GKN plucks Volvo Aero from the sky for £633m

Posted on 5 Jul 2012

British engineering group GKN has paid £633m for turbine maker Volvo Aero, in a move to consolidate its position in the global aerospace industry.

The deal is expected to enhance GKN’s earnings per share on a management basis as well as generating a favourable ROI in invested capital – exceeding the group’s pre-tax weighted average cost of capital of 12%.

Volvo Aero is a large section of Volvo itself, employing over 3,000 people spread across several continents.
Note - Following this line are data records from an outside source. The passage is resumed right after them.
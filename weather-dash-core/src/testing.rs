//! In-memory fakes shared by the unit tests.

use anyhow::{Result, anyhow};
use async_trait::async_trait;
use std::{
    collections::{HashMap, VecDeque},
    sync::Mutex,
    time::Duration,
};

use crate::{
    fetch::{RawResponse, Sleeper, WeatherSource},
    store::PreferenceStore,
    theme::{ThemeControl, ThemePreference},
    ui::{Panels, WeatherUi},
    view::DashboardView,
};

#[derive(Debug, Clone, PartialEq, Eq)]
pub enum UiEvent {
    ShowLoading,
    HideLoading,
    ShowResults,
    HideResults,
    ShowError,
    HideError,
    ApplyTheme(ThemePreference),
}

#[derive(Debug, Default)]
pub struct RecordingUi {
    pub panels: Panels,
    pub view: Option<DashboardView>,
    pub error_text: Option<String>,
    pub theme: Option<ThemePreference>,
    pub control: Option<ThemeControl>,
    pub events: Vec<UiEvent>,
}

impl WeatherUi for RecordingUi {
    fn show_loading(&mut self) {
        self.panels.loading = true;
        self.events.push(UiEvent::ShowLoading);
    }

    fn hide_loading(&mut self) {
        self.panels.loading = false;
        self.events.push(UiEvent::HideLoading);
    }

    fn show_results(&mut self, view: &DashboardView) {
        assert!(!self.panels.error, "results shown while error panel visible");
        self.panels.results = true;
        self.view = Some(view.clone());
        self.events.push(UiEvent::ShowResults);
    }

    fn hide_results(&mut self) {
        self.panels.results = false;
        self.events.push(UiEvent::HideResults);
    }

    fn show_error(&mut self, message: &str) {
        assert!(!self.panels.results, "error shown while results panel visible");
        self.panels.error = true;
        self.error_text = Some(message.to_string());
        self.events.push(UiEvent::ShowError);
    }

    fn hide_error(&mut self) {
        self.panels.error = false;
        self.events.push(UiEvent::HideError);
    }

    fn apply_theme(&mut self, theme: ThemePreference, control: &ThemeControl) {
        self.theme = Some(theme);
        self.control = Some(*control);
        self.events.push(UiEvent::ApplyTheme(theme));
    }
}

/// Replays canned responses in order and records every requested city.
#[derive(Debug)]
pub struct ScriptedSource {
    responses: Mutex<VecDeque<Result<RawResponse>>>,
    calls: Mutex<Vec<String>>,
}

impl ScriptedSource {
    pub fn new(responses: Vec<Result<RawResponse>>) -> Self {
        Self { responses: Mutex::new(responses.into()), calls: Mutex::new(Vec::new()) }
    }

    pub fn calls(&self) -> Vec<String> {
        self.calls.lock().expect("calls lock").clone()
    }
}

#[async_trait]
impl WeatherSource for ScriptedSource {
    async fn current(&self, city: &str) -> Result<RawResponse> {
        self.calls.lock().expect("calls lock").push(city.to_string());
        self.responses
            .lock()
            .expect("responses lock")
            .pop_front()
            .unwrap_or_else(|| Err(anyhow!("no scripted response left")))
    }
}

/// Records requested delays and returns immediately.
#[derive(Debug, Default)]
pub struct RecordingSleeper {
    delays: Mutex<Vec<Duration>>,
}

impl RecordingSleeper {
    pub fn delays(&self) -> Vec<Duration> {
        self.delays.lock().expect("delays lock").clone()
    }
}

#[async_trait]
impl Sleeper for RecordingSleeper {
    async fn sleep(&self, duration: Duration) {
        self.delays.lock().expect("delays lock").push(duration);
    }
}

#[derive(Debug, Default)]
pub struct MemoryStore {
    items: HashMap<String, String>,
}

impl MemoryStore {
    pub fn with_item(key: &str, value: &str) -> Self {
        let mut store = Self::default();
        store.items.insert(key.to_string(), value.to_string());
        store
    }
}

impl PreferenceStore for MemoryStore {
    fn get_item(&self, key: &str) -> Result<Option<String>> {
        Ok(self.items.get(key).cloned())
    }

    fn set_item(&mut self, key: &str, value: &str) -> Result<()> {
        self.items.insert(key.to_string(), value.to_string());
        Ok(())
    }
}

/// Storage that is never available.
#[derive(Debug, Default)]
pub struct BrokenStore;

impl PreferenceStore for BrokenStore {
    fn get_item(&self, _key: &str) -> Result<Option<String>> {
        Err(anyhow!("storage unavailable"))
    }

    fn set_item(&mut self, _key: &str, _value: &str) -> Result<()> {
        Err(anyhow!("quota exceeded"))
    }
}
The company designs, engineers and manufactures a wide range of components for aerospace firms – mainly aircraft engine turbines.

It supplies all the best known aircraft engine manufacturers, and has positions on most major civil aerospace platforms which are set to increase as aircraft build rates ramp up.

Chief executive at GKN Nigel Stein told local press: “This is a highly attractive acquisition for GKN, creating a market leader in aero engine components. Volvo Aero will significantly enhance GKN Aerospace’s engine components business.”

Mr Stein added: “Volvo Aero has invested heavily to secure positions on new engine programmes, offering [GKN] a long-term platform for growth.  Its strong standing with customers, together with its skilled workforce and high quality engineering team, will be a valuable addition to GKN Aerospace.”